◆ Work to complete
Copy out, from the entries below, each line holding the string "https".

Segment Start: Data

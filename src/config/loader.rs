//! Configuration Loader
//!
//! Loads and validates configuration from TOML files matching config.toml structure.
//! Secrets are not meant to live in the file: `SUPABASE_URL`,
//! `SUPABASE_ANON_KEY` and `SOLANA_TRACKER_API_KEY` from the environment
//! (or `.env`) take precedence over whatever the file holds.

use serde::Deserialize;
use std::net::SocketAddr;
use std::path::Path;
use std::time::Duration;
use thiserror::Error;

use crate::adapters::pump_fun::{PumpFunConfig, DEFAULT_PUMP_FUN_URL};
use crate::adapters::solana_tracker::{SolanaTrackerConfig, DEFAULT_SOLANA_TRACKER_URL};
use crate::adapters::supabase::SupabaseConfig;
use crate::application::{
    ExplorerConfig, DEFAULT_ATH_WINDOW_MULTIPLIER, DEFAULT_ENRICHMENT_DELAY_MS, DEFAULT_PAGE_SIZE,
};

pub const SUPABASE_URL_ENV: &str = "SUPABASE_URL";
pub const SUPABASE_ANON_KEY_ENV: &str = "SUPABASE_ANON_KEY";
pub const SOLANA_TRACKER_API_KEY_ENV: &str = "SOLANA_TRACKER_API_KEY";

/// Main configuration structure matching config.toml
#[derive(Debug, Clone, Deserialize, Default)]
pub struct Config {
    #[serde(default)]
    pub store: StoreSection,
    #[serde(default)]
    pub upstream: UpstreamSection,
    #[serde(default)]
    pub gateway: GatewaySection,
    #[serde(default)]
    pub explorer: ExplorerSection,
    #[serde(default)]
    pub logging: LoggingSection,
}

/// Token store (Supabase) section
#[derive(Debug, Clone, Deserialize)]
pub struct StoreSection {
    /// Project URL, overridden by SUPABASE_URL
    #[serde(default)]
    pub url: String,
    /// Public anon key, overridden by SUPABASE_ANON_KEY
    #[serde(default)]
    pub anon_key: Option<String>,
    /// Table holding token rows
    #[serde(default = "default_table")]
    pub table: String,
    /// Request timeout in seconds
    #[serde(default = "default_store_timeout")]
    pub timeout_secs: u64,
}

impl Default for StoreSection {
    fn default() -> Self {
        Self {
            url: String::new(),
            anon_key: None,
            table: default_table(),
            timeout_secs: default_store_timeout(),
        }
    }
}

/// Third-party API section
#[derive(Debug, Clone, Deserialize)]
pub struct UpstreamSection {
    #[serde(default = "default_pump_fun_url")]
    pub pump_fun_url: String,
    #[serde(default = "default_solana_tracker_url")]
    pub solana_tracker_url: String,
    /// Overridden by SOLANA_TRACKER_API_KEY
    #[serde(default)]
    pub solana_tracker_api_key: Option<String>,
    /// Request timeout in seconds
    #[serde(default = "default_upstream_timeout")]
    pub timeout_secs: u64,
}

impl Default for UpstreamSection {
    fn default() -> Self {
        Self {
            pump_fun_url: default_pump_fun_url(),
            solana_tracker_url: default_solana_tracker_url(),
            solana_tracker_api_key: None,
            timeout_secs: default_upstream_timeout(),
        }
    }
}

/// Proxy server section
#[derive(Debug, Clone, Deserialize)]
pub struct GatewaySection {
    /// Listen address for `serve`
    #[serde(default = "default_bind")]
    pub bind: String,
}

impl Default for GatewaySection {
    fn default() -> Self {
        Self { bind: default_bind() }
    }
}

/// Pagination & enrichment section
#[derive(Debug, Clone, Deserialize)]
pub struct ExplorerSection {
    #[serde(default = "default_page_size")]
    pub page_size: usize,
    /// Window widening factor when an ATH floor is active
    #[serde(default = "default_ath_window_multiplier")]
    pub ath_window_multiplier: usize,
    /// Pause between sequential ATH lookups
    #[serde(default = "default_enrichment_delay_ms")]
    pub enrichment_delay_ms: u64,
    /// Proxy to enrich through; upstream APIs are called directly when unset
    #[serde(default)]
    pub gateway_url: Option<String>,
}

impl Default for ExplorerSection {
    fn default() -> Self {
        Self {
            page_size: default_page_size(),
            ath_window_multiplier: default_ath_window_multiplier(),
            enrichment_delay_ms: default_enrichment_delay_ms(),
            gateway_url: None,
        }
    }
}

/// Logging configuration section
#[derive(Debug, Clone, Deserialize)]
pub struct LoggingSection {
    /// Log level: "trace", "debug", "info", "warn", "error"
    #[serde(default = "default_log_level")]
    pub level: String,
}

impl Default for LoggingSection {
    fn default() -> Self {
        Self { level: default_log_level() }
    }
}

fn default_table() -> String {
    "tokens".to_string()
}

fn default_store_timeout() -> u64 {
    30
}

fn default_pump_fun_url() -> String {
    DEFAULT_PUMP_FUN_URL.to_string()
}

fn default_solana_tracker_url() -> String {
    DEFAULT_SOLANA_TRACKER_URL.to_string()
}

fn default_upstream_timeout() -> u64 {
    15
}

fn default_bind() -> String {
    "127.0.0.1:3000".to_string()
}

fn default_page_size() -> usize {
    DEFAULT_PAGE_SIZE
}

fn default_ath_window_multiplier() -> usize {
    DEFAULT_ATH_WINDOW_MULTIPLIER
}

fn default_enrichment_delay_ms() -> u64 {
    DEFAULT_ENRICHMENT_DELAY_MS
}

fn default_log_level() -> String {
    "info".to_string()
}

/// Configuration errors
#[derive(Debug, Error)]
pub enum ConfigError {
    #[error("Failed to read config file: {0}")]
    IoError(#[from] std::io::Error),
    #[error("Failed to parse TOML: {0}")]
    ParseError(#[from] toml::de::Error),
    #[error("Validation failed: {0}")]
    ValidationError(String),
    #[error("Missing secret: set {0} in the environment or config file")]
    MissingSecret(&'static str),
}

/// Load configuration from a TOML file, then apply environment overrides
pub fn load_config<P: AsRef<Path>>(path: P) -> Result<Config, ConfigError> {
    let content = std::fs::read_to_string(path)?;
    let mut config: Config = toml::from_str(&content)?;
    config.apply_env_overrides();
    config.validate()?;
    Ok(config)
}

/// Like `load_config`, but a missing file means defaults + environment
pub fn load_config_or_default<P: AsRef<Path>>(path: P) -> Result<Config, ConfigError> {
    if path.as_ref().exists() {
        return load_config(path);
    }
    tracing::debug!("No config file at {}, using defaults", path.as_ref().display());
    let mut config = Config::default();
    config.apply_env_overrides();
    config.validate()?;
    Ok(config)
}

fn env_value(name: &str) -> Option<String> {
    std::env::var(name).ok().filter(|v| !v.trim().is_empty())
}

fn non_empty(value: &Option<String>) -> Option<String> {
    value.as_ref().filter(|v| !v.trim().is_empty()).cloned()
}

impl Config {
    /// Environment secrets win over file values
    pub fn apply_env_overrides(&mut self) {
        if let Some(url) = env_value(SUPABASE_URL_ENV) {
            self.store.url = url;
        }
        if let Some(key) = env_value(SUPABASE_ANON_KEY_ENV) {
            self.store.anon_key = Some(key);
        }
        if let Some(key) = env_value(SOLANA_TRACKER_API_KEY_ENV) {
            self.upstream.solana_tracker_api_key = Some(key);
        }
    }

    /// Validate all configuration parameters
    pub fn validate(&self) -> Result<(), ConfigError> {
        if self.explorer.page_size == 0 {
            return Err(ConfigError::ValidationError(
                "page_size must be > 0".to_string(),
            ));
        }

        if self.explorer.ath_window_multiplier == 0 {
            return Err(ConfigError::ValidationError(
                "ath_window_multiplier must be > 0".to_string(),
            ));
        }

        if self.store.table.is_empty() {
            return Err(ConfigError::ValidationError(
                "store table cannot be empty".to_string(),
            ));
        }

        if self.upstream.pump_fun_url.is_empty() || self.upstream.solana_tracker_url.is_empty() {
            return Err(ConfigError::ValidationError(
                "upstream URLs cannot be empty".to_string(),
            ));
        }

        self.gateway.bind.parse::<SocketAddr>().map_err(|e| {
            ConfigError::ValidationError(format!("invalid gateway bind '{}': {}", self.gateway.bind, e))
        })?;

        Ok(())
    }

    /// Store settings; fails if the URL or anon key is missing
    pub fn supabase_config(&self) -> Result<SupabaseConfig, ConfigError> {
        if self.store.url.trim().is_empty() {
            return Err(ConfigError::MissingSecret(SUPABASE_URL_ENV));
        }
        let anon_key =
            non_empty(&self.store.anon_key).ok_or(ConfigError::MissingSecret(SUPABASE_ANON_KEY_ENV))?;

        let mut config = SupabaseConfig::new(self.store.url.clone(), anon_key)
            .with_table(self.store.table.clone());
        config.timeout = Duration::from_secs(self.store.timeout_secs);
        Ok(config)
    }

    pub fn pump_fun_config(&self) -> PumpFunConfig {
        PumpFunConfig {
            api_base_url: self.upstream.pump_fun_url.clone(),
            timeout: Duration::from_secs(self.upstream.timeout_secs),
        }
    }

    /// Solana Tracker settings; fails if the API key is missing
    pub fn solana_tracker_config(&self) -> Result<SolanaTrackerConfig, ConfigError> {
        let api_key = non_empty(&self.upstream.solana_tracker_api_key)
            .ok_or(ConfigError::MissingSecret(SOLANA_TRACKER_API_KEY_ENV))?;

        let mut config = SolanaTrackerConfig::with_api_key(api_key);
        config.api_base_url = self.upstream.solana_tracker_url.clone();
        config.timeout = Duration::from_secs(self.upstream.timeout_secs);
        Ok(config)
    }

    pub fn gateway_bind(&self) -> Result<SocketAddr, ConfigError> {
        self.gateway.bind.parse().map_err(|e| {
            ConfigError::ValidationError(format!("invalid gateway bind '{}': {}", self.gateway.bind, e))
        })
    }
}

impl From<&Config> for ExplorerConfig {
    fn from(config: &Config) -> Self {
        ExplorerConfig {
            page_size: config.explorer.page_size,
            ath_window_multiplier: config.explorer.ath_window_multiplier,
            enrichment_delay: Duration::from_millis(config.explorer.enrichment_delay_ms),
        }
    }
}

#[cfg(test)]
mod tests {
    use super::*;
    use std::io::Write;
    use tempfile::NamedTempFile;

    fn create_valid_config() -> String {
        r#"
[store]
url = "https://example.supabase.co"
anon_key = "anon-from-file"
table = "tokens"

[upstream]
pump_fun_url = "https://frontend-api-v3.pump.fun"
solana_tracker_url = "https://data.solanatracker.io"
solana_tracker_api_key = "tracker-from-file"
timeout_secs = 10

[gateway]
bind = "0.0.0.0:8080"

[explorer]
page_size = 25
ath_window_multiplier = 4
enrichment_delay_ms = 250
gateway_url = "http://localhost:8080"

[logging]
level = "debug"
"#
        .to_string()
    }

    fn write_config(content: &str) -> NamedTempFile {
        let mut file = NamedTempFile::new().unwrap();
        file.write_all(content.as_bytes()).unwrap();
        file
    }

    #[test]
    fn test_load_valid_config() {
        let file = write_config(&create_valid_config());
        let config = load_config(file.path()).unwrap();

        assert_eq!(config.explorer.page_size, 25);
        assert_eq!(config.explorer.ath_window_multiplier, 4);
        assert_eq!(config.explorer.gateway_url.as_deref(), Some("http://localhost:8080"));
        assert_eq!(config.logging.level, "debug");
        assert_eq!(config.gateway_bind().unwrap().port(), 8080);

        let explorer = ExplorerConfig::from(&config);
        assert_eq!(explorer.enrichment_delay, Duration::from_millis(250));
        assert_eq!(explorer.window(Some(1.0)), 100);
    }

    #[test]
    fn test_empty_file_uses_defaults() {
        let file = write_config("");
        let config: Config = toml::from_str("").unwrap();
        assert_eq!(config.explorer.page_size, 30);
        assert_eq!(config.explorer.ath_window_multiplier, 3);
        assert_eq!(config.explorer.enrichment_delay_ms, 100);
        assert_eq!(config.store.table, "tokens");
        assert_eq!(config.upstream.pump_fun_url, DEFAULT_PUMP_FUN_URL);
        assert!(load_config(file.path()).is_ok());
    }

    #[test]
    fn test_load_missing_file() {
        let result = load_config("/nonexistent/path/config.toml");
        assert!(result.is_err());
        assert!(matches!(result.unwrap_err(), ConfigError::IoError(_)));
    }

    #[test]
    fn test_invalid_page_size() {
        let file = write_config("[explorer]\npage_size = 0\n");
        let result = load_config(file.path());
        assert!(matches!(result, Err(ConfigError::ValidationError(_))));
    }

    #[test]
    fn test_invalid_bind() {
        let file = write_config("[gateway]\nbind = \"not-an-address\"\n");
        let result = load_config(file.path());
        assert!(matches!(result, Err(ConfigError::ValidationError(_))));
    }

    #[test]
    fn test_invalid_toml() {
        let file = write_config("[explorer\npage_size = ");
        assert!(matches!(load_config(file.path()), Err(ConfigError::ParseError(_))));
    }

    #[test]
    fn test_missing_secrets_are_reported() {
        let config = Config::default();
        assert!(matches!(
            config.supabase_config(),
            Err(ConfigError::MissingSecret(SUPABASE_URL_ENV))
        ));

        let mut config = Config::default();
        config.store.url = "https://example.supabase.co".into();
        config.store.anon_key = Some("   ".into());
        assert!(matches!(
            config.supabase_config(),
            Err(ConfigError::MissingSecret(SUPABASE_ANON_KEY_ENV))
        ));

        assert!(matches!(
            config.solana_tracker_config(),
            Err(ConfigError::MissingSecret(SOLANA_TRACKER_API_KEY_ENV))
        ));
    }

    #[test]
    fn test_adapter_configs_from_file_values() {
        let config: Config = toml::from_str(&create_valid_config()).unwrap();

        let supabase = config.supabase_config().unwrap();
        assert_eq!(supabase.url, "https://example.supabase.co");
        assert_eq!(supabase.table, "tokens");

        let tracker = config.solana_tracker_config().unwrap();
        assert_eq!(tracker.api_key, "tracker-from-file");
        assert_eq!(tracker.timeout, Duration::from_secs(10));

        assert_eq!(config.pump_fun_config().api_base_url, DEFAULT_PUMP_FUN_URL);
    }
}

Segment End: Data

◆ Task response
url = "https://example.supabase.co"
pump_fun_url = "https://frontend-api-v3.pump.fun"
solana_tracker_url = "https://data.solanatracker.io"
        config.store.url = "https://example.supabase.co".into();
        assert_eq!(supabase.url, "https://example.supabase.co");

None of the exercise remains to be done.